Ronan Boyle Into the Strangeplace by Thomas Lennon

Ronan Boyle Into the Strangeplace by Thomas Lennon

Author:Thomas Lennon
Language: eng
Format: epub
Publisher: Abrams
Published: 2021-11-16T00:00:00+00:00


Chapter Twelve

AER LINGUS IN-FLIGHT CHANNEL NEWS CREW

A short while later, Enid, a young reporter with the looks of a Bollywood movie queen, Kurt, a handsome cameraman with an ironic handlebar moustache and matte black lipstick, and an emotional support wolfhound named Siegfried 2.0 were standing at the high-security portcullis of the once-ruined, now-revamped castle known as Lisnacullia.

With them was a narrow, young segment producer for the Aer Lingus In-Flight Channel named Doris Toil.

A little detail about this group: None of them were affiliated with the national Irish airline Aer Lingus! Nor the Aer Lingus In-Flight Channel! Enid was not named Enid, and Kurt had matte black lipstick on because he was, of course, Captain Siobhán de Valera in disguise. This so-called news crew was, in fact, a Trojan horse!

I was playing the role of the ever-so-hip segment producer Doris Toil, and Lily was pretending to be an emotional support animal named Siegfried 2.0 (not really a stretch for her). Somehow, the captain even had Aer Lingus bags and boxes, in which to hide our Special Unit gear.

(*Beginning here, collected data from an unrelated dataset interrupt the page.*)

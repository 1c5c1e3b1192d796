use std::path::PathBuf;

use crate::{
    document::{
        reference::{AssetCategory, AssetReference},
        xml::XmlElement,
    },
    foundation::{config::CodecConfig, error::MoviepackResult},
    storage::repository::AssetRepository,
};

#[derive(Clone, Copy, Debug, Default, PartialEq, serde::Serialize, serde::Deserialize)]
/// Fade ramp at one end of a clip.
pub struct Fade {
    /// Ramp length.
    pub duration: f64,
    /// Target volume.
    pub vol: f64,
}

#[derive(Clone, Debug, Default, PartialEq, serde::Serialize, serde::Deserialize)]
#[serde(rename_all = "camelCase")]
/// Playback instruction for one top-level `sound` element.
pub struct AudioTimelineEntry {
    /// Resolved on-disk location of the clip.
    pub filepath: PathBuf,
    /// Timeline start.
    pub start: f64,
    /// Timeline stop.
    pub stop: f64,
    /// Amount trimmed from the clip head.
    pub trim_start: f64,
    /// Amount trimmed from the clip tail.
    pub trim_end: f64,
    /// Fade-in ramp.
    pub fade_in: Fade,
    /// Fade-out ramp.
    pub fade_out: Fade,
}

/// Playback instructions for every top-level `sound` with an `sfile`, in document order.
///
/// Missing numeric fields read as `0`. Sounds without an `sfile` are skipped. User clips resolve
/// through `assets`, falling back to `user_content_root` for stores without file paths.
#[tracing::instrument(skip_all, fields(document_len = document.len()))]
pub fn extract_audio_times<A: AssetRepository>(
    config: &CodecConfig,
    assets: &A,
    document: &[u8],
) -> MoviepackResult<Vec<AudioTimelineEntry>> {
    let film = XmlElement::parse(document)?;
    let mut out = Vec::new();
    for sound in film.elements().filter(|e| e.name == "sound") {
        let Some(file) = sound.child_text("sfile") else {
            continue;
        };
        let reference = AssetReference::decode(&file, AssetCategory::Sound)?;
        let filepath = if reference.is_ugc() {
            let id = reference.ugc_id();
            assets
                .asset_path(&id)
                .unwrap_or_else(|| config.user_content_root.join(&id))
        } else {
            reference.theme_path(&config.shared_content_root)
        };

        out.push(AudioTimelineEntry {
            filepath,
            start: child_number(sound, "start"),
            stop: child_number(sound, "stop"),
            trim_start: child_number(sound, "trimStart"),
            trim_end: child_number(sound, "trimEnd"),
            fade_in: fade(sound, "fadein"),
            fade_out: fade(sound, "fadeout"),
        });
    }
    Ok(out)
}

fn child_number(sound: &XmlElement, name: &str) -> f64 {
    sound
        .child_text(name)
        .and_then(|v| v.parse::<f64>().ok())
        .filter(|v| v.is_finite())
        .unwrap_or(0.0)
}

fn fade(sound: &XmlElement, name: &str) -> Fade {
    let Some(el) = sound.child(name) else {
        return Fade::default();
    };
    let attr = |key: &str| {
        el.attr(key)
            .and_then(|v| v.trim().parse::<f64>().ok())
            .filter(|v| v.is_finite())
            .unwrap_or(0.0)
    };
    Fade {
        duration: attr("duration"),
        vol: attr("vol"),
    }
}

#[cfg(test)]
#[path = "../../tests/unit/audio/timeline.rs"]
mod tests;
use std::path::PathBuf;

use super::*;

#[test]
fn json_defaults_fill_optional_fields() {
    let cfg: CodecConfig = serde_json::from_str(
        r#"{ "sharedContentRoot": "/srv/store", "userContentRoot": "/srv/user" }"#,
    )
    .unwrap();
    assert_eq!(cfg.shared_content_root, PathBuf::from("/srv/store"));
    assert_eq!(cfg.user_content_root, PathBuf::from("/srv/user"));
    assert_eq!(cfg.xml_header, DEFAULT_XML_HEADER);
    assert!(cfg.client_root.is_none());
    assert!(cfg.always_include_themes.is_empty());
}

#[test]
fn font_dir_prefers_client_root() {
    let cfg = CodecConfig::new("/store", "/user");
    assert_eq!(cfg.font_dir(), PathBuf::from("/store/go/font"));

    let cfg = cfg.with_client_root("/client");
    assert_eq!(cfg.font_dir(), PathBuf::from("/client/go/font"));
}

#[test]
fn theme_manifest_lives_in_theme_folder() {
    let cfg = CodecConfig::new("/store", "/user");
    assert_eq!(
        cfg.theme_manifest_path("family"),
        PathBuf::from("/store/family/theme.xml")
    );
}
use std::path::{Path, PathBuf};

use super::*;
use crate::storage::memory::{InMemoryAssets, InMemoryCharacters};

fn temp_dir(name: &str) -> PathBuf {
    std::env::temp_dir().join(format!(
        "moviepack_{name}_{}_{}",
        std::process::id(),
        std::time::SystemTime::now()
            .duration_since(std::time::UNIX_EPOCH)
            .unwrap()
            .as_nanos()
    ))
}

fn write(root: &Path, rel: &str, bytes: &[u8]) {
    let path = root.join(rel);
    std::fs::create_dir_all(path.parent().unwrap()).unwrap();
    std::fs::write(path, bytes).unwrap();
}

#[test]
fn scene_handlers_normalize_effect_asset() {
    assert_eq!(
        scene_handler("effectAsset"),
        Some(SceneHandler::Asset(AssetCategory::Effect))
    );
    assert_eq!(
        scene_handler("effect"),
        Some(SceneHandler::Asset(AssetCategory::Effect))
    );
    assert_eq!(scene_handler("trans"), Some(SceneHandler::Passthrough));
    assert_eq!(scene_handler("char"), Some(SceneHandler::Character));
    assert_eq!(scene_handler("camera"), None);
}

#[test]
fn empty_document_is_rejected() {
    let cfg = CodecConfig::new("/nonexistent", "/nonexistent");
    let err = pack_document(
        &cfg,
        &InMemoryAssets::new(),
        &InMemoryCharacters::new(),
        b"",
        Some(b"png"),
    )
    .unwrap_err();
    assert!(matches!(err, MoviepackError::EmptyDocument));
}

#[test]
fn user_asset_without_record_aborts() {
    let cfg = CodecConfig::new("/nonexistent", "/nonexistent");
    let mut assets = InMemoryAssets::new();
    assets.insert_payload("a1.mp3", b"mp3".to_vec());
    let doc = b"<film><sound><sfile>ugc.a1.mp3</sfile></sound></film>";
    let err = pack_document(&cfg, &assets, &InMemoryCharacters::new(), doc, None).unwrap_err();
    assert!(matches!(err, MoviepackError::MissingAsset(_)), "{err}");
}

#[test]
fn unreadable_user_asset_becomes_placeholder() {
    let cfg = CodecConfig::new("/nonexistent", "/nonexistent");
    let doc = b"<film><sound><sfile>ugc.gone.mp3</sfile></sound><sound/></film>";
    let archive = pack_document(
        &cfg,
        &InMemoryAssets::new(),
        &InMemoryCharacters::new(),
        doc,
        None,
    )
    .unwrap();

    let film = XmlElement::parse(archive.get(MOVIE_MEMBER).unwrap()).unwrap();
    let kids: Vec<&XmlElement> = film.elements().collect();
    assert_eq!(kids.len(), 2);
    assert!(kids[0].is_placeholder());
    assert_eq!(kids[1].name, "sound");
}

#[test]
fn headgear_is_read_from_char_tree_but_archived_as_prop() {
    let root = temp_dir("pack_headgear");
    write(&root, "family/char/head/hat.swf", b"hat");
    write(&root, "custom/theme.xml", b"<theme id=\"custom\"/>");
    let cfg = CodecConfig::new(&root, root.join("user"));

    let doc = b"<film><scene id=\"s1\"><prop><file>family.head.hat.swf</file></prop></scene></film>";
    let archive = pack_document(
        &cfg,
        &InMemoryAssets::new(),
        &InMemoryCharacters::new(),
        doc,
        None,
    )
    .unwrap();

    assert_eq!(archive.get("family.prop.head.hat.swf"), Some(&b"hat"[..]));
    assert!(archive.contains("custom.xml"));
    assert!(!archive.contains("family.xml"));
    // nothing was elided, so the original bytes are kept verbatim
    assert_eq!(archive.get(MOVIE_MEMBER), Some(&doc[..]));

    std::fs::remove_dir_all(&root).ok();
}

#[test]
fn seeded_themes_come_first() {
    let root = temp_dir("pack_seeded");
    write(&root, "common/theme.xml", b"<theme id=\"common\"/>");
    write(&root, "anime/theme.xml", b"<theme id=\"anime\"/>");
    write(&root, "anime/bg/park.swf", b"park");
    let cfg = CodecConfig::new(&root, root.join("user")).with_always_include_themes(["common"]);

    let doc = b"<film><scene><bg><file>anime.park.swf</file></bg></scene></film>";
    let archive = pack_document(
        &cfg,
        &InMemoryAssets::new(),
        &InMemoryCharacters::new(),
        doc,
        None,
    )
    .unwrap();

    let list = crate::archive::themes::parse_theme_list(archive.get(THEMELIST_MEMBER).unwrap())
        .unwrap();
    assert_eq!(list, ["common", "anime"]);
    assert!(archive.contains("anime.bg.park.swf"));

    std::fs::remove_dir_all(&root).ok();
}

fn scene_children(archive: &MovieArchive) -> Vec<XmlElement> {
    let film = XmlElement::parse(archive.get(MOVIE_MEMBER).unwrap()).unwrap();
    film.child("scene").unwrap().elements().cloned().collect()
}

#[test]
fn char_part_failure_downgrades_only_that_part() {
    let root = temp_dir("pack_char_part");
    write(&root, "anime/theme.xml", b"<theme id=\"anime\"/>");
    write(&root, "anime/char/c/walk.swf", b"walk");
    write(&root, "anime/char/heads/smile.swf", b"smile");
    let cfg = CodecConfig::new(&root, root.join("user"));

    let doc = br#"<film><scene><char><action>anime.c.walk.swf</action><prop><file>anime.cup.swf</file></prop><head><file>anime.heads.smile.png</file></head></char><bg/></scene></film>"#;
    let archive = pack_document(
        &cfg,
        &InMemoryAssets::new(),
        &InMemoryCharacters::new(),
        doc,
        None,
    )
    .unwrap();

    let kids = scene_children(&archive);
    let names: Vec<&str> = kids.iter().map(|e| e.name.as_str()).collect();
    assert_eq!(names, ["char", "bg"]);
    let parts: Vec<&str> = kids[0].elements().map(|e| e.name.as_str()).collect();
    assert_eq!(parts, ["action", "ELEMENT", "head"]);
    assert!(archive.contains("anime.char.c.walk.swf"));
    assert!(archive.contains("anime.prop.heads.smile.swf"));

    std::fs::remove_dir_all(&root).ok();
}

#[test]
fn user_heads_are_skipped() {
    let root = temp_dir("pack_user_head");
    write(&root, "anime/theme.xml", b"<theme id=\"anime\"/>");
    write(&root, "anime/char/c/walk.swf", b"walk");
    let cfg = CodecConfig::new(&root, root.join("user"));

    let doc = br#"<film><scene><char><action>anime.c.walk.swf</action><head><file>ugc.h1.png</file></head></char></scene></film>"#;
    let archive = pack_document(
        &cfg,
        &InMemoryAssets::new(),
        &InMemoryCharacters::new(),
        doc,
        None,
    )
    .unwrap();

    assert_eq!(archive.get(MOVIE_MEMBER), Some(&doc[..]));
    assert!(!archive.names().any(|n| n.contains("h1")));
    let list = crate::archive::themes::parse_theme_list(archive.get(THEMELIST_MEMBER).unwrap())
        .unwrap();
    assert_eq!(list, ["anime"]);

    std::fs::remove_dir_all(&root).ok();
}

#[test]
fn arial_bubble_adds_no_font() {
    let cfg = CodecConfig::new("/nonexistent", "/nonexistent");
    let doc = br#"<film><scene><bubbleAsset><bubble><text font="Arial">hi</text></bubble></bubbleAsset></scene></film>"#;
    let archive = pack_document(
        &cfg,
        &InMemoryAssets::new(),
        &InMemoryCharacters::new(),
        doc,
        None,
    )
    .unwrap();
    assert!(!archive.names().any(|n| n.starts_with("FontFile")));
    assert_eq!(archive.get(MOVIE_MEMBER), Some(&doc[..]));
}

#[test]
fn unreadable_bundled_font_aborts() {
    let cfg = CodecConfig::new("/nonexistent", "/nonexistent");
    let doc = br#"<film><scene><bubbleAsset><bubble><text font="Honey Script">hi</text></bubble></bubbleAsset></scene></film>"#;
    let err = pack_document(
        &cfg,
        &InMemoryAssets::new(),
        &InMemoryCharacters::new(),
        doc,
        None,
    )
    .unwrap_err();
    assert!(matches!(err, MoviepackError::MissingAsset(_)), "{err}");
    assert!(err.to_string().contains("FontFileHoney.swf"));
}

#[test]
fn missing_user_character_is_elided() {
    let cfg = CodecConfig::new("/nonexistent", "/nonexistent");
    let doc = br#"<film><scene><char><action>ugc.c9.idle.xml</action></char><trans/></scene></film>"#;
    let archive = pack_document(
        &cfg,
        &InMemoryAssets::new(),
        &InMemoryCharacters::new(),
        doc,
        None,
    )
    .unwrap();

    let kids = scene_children(&archive);
    assert!(kids[0].is_placeholder());
    assert_eq!(kids[1].name, "trans");
    let ugc = XmlElement::parse(archive.get(UGC_MEMBER).unwrap()).unwrap();
    assert_eq!(ugc.elements().count(), 0);
    assert!(!archive.contains("ugc.char.c9.xml"));
}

I had flipped my kilt around so that the pleats were in the front, which, while completely bonkers, made it look like I was wearing a skirt. Captain de Valera also provided me with sunglasses and a bright pink bob wig that she said was from her “karaoke drawer.”

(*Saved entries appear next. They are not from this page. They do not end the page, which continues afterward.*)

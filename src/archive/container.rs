use std::{
    collections::HashMap,
    io::{Cursor, Read, Write},
};

use anyhow::Context;
use zip::{CompressionMethod, ZipArchive, ZipWriter, write::SimpleFileOptions};

use crate::foundation::error::{MoviepackError, MoviepackResult};

/// Final movie document.
pub const MOVIE_MEMBER: &str = "movie.xml";
/// UGC manifest fragment.
pub const UGC_MEMBER: &str = "ugc.xml";
/// Aggregate theme list.
pub const THEMELIST_MEMBER: &str = "themelist.xml";
/// Optional movie thumbnail.
pub const THUMBNAIL_MEMBER: &str = "thumbnail.png";

#[derive(Clone, Debug, Default, PartialEq, Eq)]
/// Flat, insertion-ordered set of named byte members.
///
/// Adding a name twice replaces the payload but keeps the first position.
pub struct MovieArchive {
    members: Vec<(String, Vec<u8>)>,
    index: HashMap<String, usize>,
}

impl MovieArchive {
    /// Empty archive.
    pub fn new() -> Self {
        Self::default()
    }

    /// Add or replace a member.
    pub fn add(&mut self, name: impl Into<String>, bytes: Vec<u8>) {
        let name = name.into();
        match self.index.get(&name) {
            Some(&i) => self.members[i].1 = bytes,
            None => {
                self.index.insert(name.clone(), self.members.len());
                self.members.push((name, bytes));
            }
        }
    }

    /// Member payload by name.
    pub fn get(&self, name: &str) -> Option<&[u8]> {
        self.index.get(name).map(|&i| self.members[i].1.as_slice())
    }

    /// Member payload by name; absence means the archive is corrupt.
    pub fn require(&self, name: &str) -> MoviepackResult<&[u8]> {
        self.get(name)
            .ok_or_else(|| MoviepackError::corrupt_archive(format!("member '{name}' is missing")))
    }

    /// Whether a member exists.
    pub fn contains(&self, name: &str) -> bool {
        self.index.contains_key(name)
    }

    /// Member names in insertion order.
    pub fn names(&self) -> impl Iterator<Item = &str> {
        self.members.iter().map(|(n, _)| n.as_str())
    }

    /// Member count.
    pub fn len(&self) -> usize {
        self.members.len()
    }

    /// Whether the archive has no members.
    pub fn is_empty(&self) -> bool {
        self.members.is_empty()
    }

    /// Encode as a deflated ZIP file.
    pub fn to_zip(&self) -> MoviepackResult<Vec<u8>> {
        let options = SimpleFileOptions::default().compression_method(CompressionMethod::Deflated);
        let mut zip = ZipWriter::new(Cursor::new(Vec::new()));
        for (name, bytes) in &self.members {
            zip.start_file(name.as_str(), options)
                .with_context(|| format!("start archive member '{name}'"))?;
            zip.write_all(bytes)
                .with_context(|| format!("write archive member '{name}'"))?;
        }
        let cursor = zip.finish().context("finalize archive")?;
        Ok(cursor.into_inner())
    }

    /// Decode a ZIP file, reading every file member into memory.
    pub fn from_zip(bytes: &[u8]) -> MoviepackResult<Self> {
        let mut zip = ZipArchive::new(Cursor::new(bytes))
            .map_err(|e| MoviepackError::corrupt_archive(format!("not a zip archive: {e}")))?;
        let mut out = Self::new();
        for i in 0..zip.len() {
            let mut file = zip
                .by_index(i)
                .map_err(|e| MoviepackError::corrupt_archive(format!("member #{i}: {e}")))?;
            if file.is_dir() {
                continue;
            }
            let name = file.name().to_string();
            let mut buf = Vec::new();
            file.read_to_end(&mut buf).map_err(|e| {
                MoviepackError::corrupt_archive(format!("read member '{name}': {e}"))
            })?;
            out.add(name, buf);
        }
        Ok(out)
    }
}

#[cfg(test)]
#[path = "../../tests/unit/archive/container.rs"]
mod tests;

I will skip the bit about the captain helping me into a wig of hers—that even smelled like her—and how that made me feel like I was floating above my own life, like some sort of Brian Bean made out of soda pop fizz, while I got lost in her two-color eyes. But I have never left out details, however embarrassing, from these journals, which I have no idea what I’ll actually do with anyway. Maybe I’ll just mail them to them to whatshisface the Deputy Commissioner when all of this is done?

Anyway, I guess I tell you as a warning. If your own face is ever a few inches from Captain Siobhán de Valera—and I don’t care who or what you are—part of you will want to go live in those two mismatched eyes of hers. It’s just science.

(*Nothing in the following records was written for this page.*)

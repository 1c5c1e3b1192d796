use std::{
    collections::BTreeMap,
    path::{Path, PathBuf},
};

use anyhow::Context;

use crate::storage::repository::{AssetMeta, AssetRepository, CharacterRepository};

/// Record index file kept at the library root.
pub const RECORDS_FILE: &str = "assets.json";

/// Filesystem-backed user library implementing both storage adapters.
///
/// Layout under `root`:
/// - `<id>`: asset payload
/// - `<id>.xml`: character definition
/// - `<name>`: sidecar files such as video thumbnails
/// - `assets.json`: every record, keyed by id
///
/// All state lives on disk, so clones of one library stay coherent and can be handed to a codec
/// as its asset and character store at once.
#[derive(Clone, Debug)]
pub struct LocalLibrary {
    root: PathBuf,
}

impl LocalLibrary {
    /// Open (and create if needed) a library rooted at `root`.
    pub fn open(root: impl Into<PathBuf>) -> anyhow::Result<Self> {
        let root = root.into();
        std::fs::create_dir_all(&root)
            .with_context(|| format!("create library dir '{}'", root.display()))?;
        Ok(Self { root })
    }

    /// Library root directory.
    pub fn root(&self) -> &Path {
        &self.root
    }

    /// Every stored record, keyed by id.
    pub fn records(&self) -> anyhow::Result<BTreeMap<String, AssetMeta>> {
        let path = self.root.join(RECORDS_FILE);
        if !path.exists() {
            return Ok(BTreeMap::new());
        }
        let text = std::fs::read_to_string(&path)
            .with_context(|| format!("read records '{}'", path.display()))?;
        serde_json::from_str(&text).with_context(|| format!("parse records '{}'", path.display()))
    }

    fn upsert(&self, meta: AssetMeta) -> anyhow::Result<()> {
        let mut records = self.records()?;
        records.insert(meta.id.clone(), meta);

        let path = self.root.join(RECORDS_FILE);
        let tmp = self.root.join(format!("{RECORDS_FILE}.tmp"));
        let json = serde_json::to_vec_pretty(&records).context("serialize records")?;
        std::fs::write(&tmp, json).with_context(|| format!("write '{}'", tmp.display()))?;
        std::fs::rename(&tmp, &path).with_context(|| format!("replace '{}'", path.display()))?;
        Ok(())
    }

    fn entry_path(&self, file_name: &str) -> anyhow::Result<PathBuf> {
        validate_file_name(file_name)?;
        Ok(self.root.join(file_name))
    }

    fn record(&self, id: &str) -> Option<AssetMeta> {
        match self.records() {
            Ok(mut records) => records.remove(id),
            Err(e) => {
                tracing::warn!(%id, error = %e, "library records unreadable");
                None
            }
        }
    }

    fn write_file(&self, file_name: &str, bytes: &[u8]) -> anyhow::Result<()> {
        let path = self.entry_path(file_name)?;
        std::fs::write(&path, bytes).with_context(|| format!("write '{}'", path.display()))
    }
}

/// Reject names that would escape the library root.
fn validate_file_name(name: &str) -> anyhow::Result<()> {
    if name.is_empty()
        || name == "."
        || name == ".."
        || name.contains(['/', '\\'])
        || name == RECORDS_FILE
    {
        anyhow::bail!("invalid library entry name '{name}'");
    }
    Ok(())
}

impl AssetRepository for LocalLibrary {
    fn load(&self, id: &str) -> anyhow::Result<Vec<u8>> {
        let path = self.entry_path(id)?;
        std::fs::read(&path).with_context(|| format!("read asset '{}'", path.display()))
    }

    fn meta(&self, id: &str) -> Option<AssetMeta> {
        self.record(id)
    }

    fn asset_path(&self, id: &str) -> Option<PathBuf> {
        self.entry_path(id).ok()
    }

    fn save(&mut self, bytes: &[u8], id: &str, mut meta: AssetMeta) -> anyhow::Result<()> {
        self.write_file(id, bytes)?;
        meta.id = id.to_string();
        self.upsert(meta)
    }

    fn save_sidecar(&mut self, file_name: &str, bytes: &[u8]) -> anyhow::Result<()> {
        self.write_file(file_name, bytes)
    }
}

impl CharacterRepository for LocalLibrary {
    fn char_xml(&self, id: &str) -> anyhow::Result<Vec<u8>> {
        let path = self.entry_path(&format!("{id}.xml"))?;
        std::fs::read(&path).with_context(|| format!("read character '{}'", path.display()))
    }

    fn exists(&self, id: &str) -> bool {
        self.entry_path(&format!("{id}.xml"))
            .map(|p| p.is_file())
            .unwrap_or(false)
    }

    fn save(&mut self, xml: &[u8], meta: AssetMeta) -> anyhow::Result<()> {
        self.write_file(&format!("{}.xml", meta.id), xml)?;
        self.upsert(meta)
    }
}

#[cfg(test)]
#[path = "../../tests/unit/storage/local.rs"]
mod tests;
use crate::{
    document::{reference::video_thumbnail_id, xml::XmlElement},
    storage::repository::{AssetKind, AssetMeta, PropPlacement},
};

#[derive(Clone, Debug, Default, PartialEq, Eq)]
/// Accumulating `ugc.xml` fragment: one entry per user asset the movie depends on.
pub struct UgcManifest {
    entries: Vec<String>,
}

impl UgcManifest {
    /// Empty manifest.
    pub fn new() -> Self {
        Self::default()
    }

    /// Append one rendered entry.
    pub fn push(&mut self, entry: String) {
        self.entries.push(entry);
    }

    /// Number of entries so far.
    pub fn len(&self) -> usize {
        self.entries.len()
    }

    /// Whether no entries were added.
    pub fn is_empty(&self) -> bool {
        self.entries.is_empty()
    }

    /// Close the fragment and render the full `ugc.xml` document.
    pub fn finish(&self, header: &str) -> Vec<u8> {
        let mut out = String::with_capacity(header.len() + 64);
        out.push_str(header);
        out.push_str(r#"<theme id="ugc" name="ugc">"#);
        for entry in &self.entries {
            out.push_str(entry);
        }
        out.push_str("</theme>");
        out.into_bytes()
    }
}

/// Describe one stored asset as a UGC manifest element.
pub fn manifest_entry(meta: &AssetMeta) -> XmlElement {
    let id = meta.id.as_str();
    let asset_url = format!("/assets/{id}");
    match meta.kind {
        AssetKind::Bg => XmlElement::new("background")
            .with_attr("subtype", "0")
            .with_attr("id", id)
            .with_attr("enc_asset_id", id)
            .with_attr("name", meta.title.as_str())
            .with_attr("enable", "Y")
            .with_attr("asset_url", asset_url),
        AssetKind::Prop if meta.subtype == "video" => XmlElement::new("prop")
            .with_attr("subtype", "video")
            .with_attr("id", id)
            .with_attr("enc_asset_id", id)
            .with_attr("name", meta.title.as_str())
            .with_attr("enable", "Y")
            .with_attr("holdable", "0")
            .with_attr("headable", "0")
            .with_attr("placeable", "1")
            .with_attr("facing", "left")
            .with_attr("width", meta.width.unwrap_or(0).to_string())
            .with_attr("height", meta.height.unwrap_or(0).to_string())
            .with_attr("asset_url", asset_url)
            .with_attr(
                "thumbnail_url",
                format!("/assets/{}", video_thumbnail_id(id)),
            ),
        AssetKind::Prop => {
            let placement = meta.ptype.unwrap_or(PropPlacement::Placeable);
            let flag = |p: PropPlacement| if p == placement { "1" } else { "0" };
            XmlElement::new("prop")
                .with_attr("subtype", "0")
                .with_attr("id", id)
                .with_attr("enc_asset_id", id)
                .with_attr("name", meta.title.as_str())
                .with_attr("enable", "Y")
                .with_attr("holdable", flag(PropPlacement::Holdable))
                .with_attr("wearable", flag(PropPlacement::Wearable))
                .with_attr("placeable", flag(PropPlacement::Placeable))
                .with_attr("facing", "left")
                .with_attr("width", "0")
                .with_attr("height", "0")
                .with_attr("asset_url", asset_url)
        }
        AssetKind::Char => XmlElement::new("char")
            .with_attr("id", id)
            .with_attr("enc_asset_id", id)
            .with_attr("name", if meta.title.is_empty() { "Untitled" } else { meta.title.as_str() })
            .with_attr("cc_theme_id", meta.theme_id.as_deref().unwrap_or_default())
            .with_attr("thumbnail_url", format!("/assets/{id}.png"))
            .with_attr("copyable", "Y")
            .with_child(XmlElement::new("tags")),
        AssetKind::Sound => XmlElement::new("sound")
            .with_attr("subtype", meta.subtype.as_str())
            .with_attr("id", id)
            .with_attr("enc_asset_id", id)
            .with_attr("name", meta.title.as_str())
            .with_attr("enable", "Y")
            .with_attr("duration", meta.duration.unwrap_or(0.0).to_string())
            .with_attr("downloadtype", "progressive"),
        AssetKind::Movie => XmlElement::new("movie")
            .with_attr("id", id)
            .with_attr("enc_asset_id", id)
            .with_attr("name", meta.title.as_str()),
    }
}

#[cfg(test)]
#[path = "../../tests/unit/archive/manifest.rs"]
mod tests;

Moldy old Lisnacullia towered over us like a . . . well, a tower. You get it. The place was built in the fourteen or fifteen hundred-and-something-and-somethings, by the McSheehys, who were famous for being “difficult.” That they were kind of “a lot” is a historical fact, and not me throwing shade at them because they happened to be Scottish mercenaries, imported to Ireland because of how much they loved to bonk people on the head with sticks. One of my best mates, Gary, is both Scottish and a werewolf. There’s really nothing wrong with those wonderful Scots that you couldn’t fix by simply hiding the Irn-Bru someplace they won’t find it.

This new Lisnacullia remodel was tricked out with state-of-the-art additions: solar panels (in ever-cloudy Ireland? sure), a half-dozen satellite dishes, and a huge conservatory on one side, with its glass steamed up—implying that it must contain an indoor swimming pool.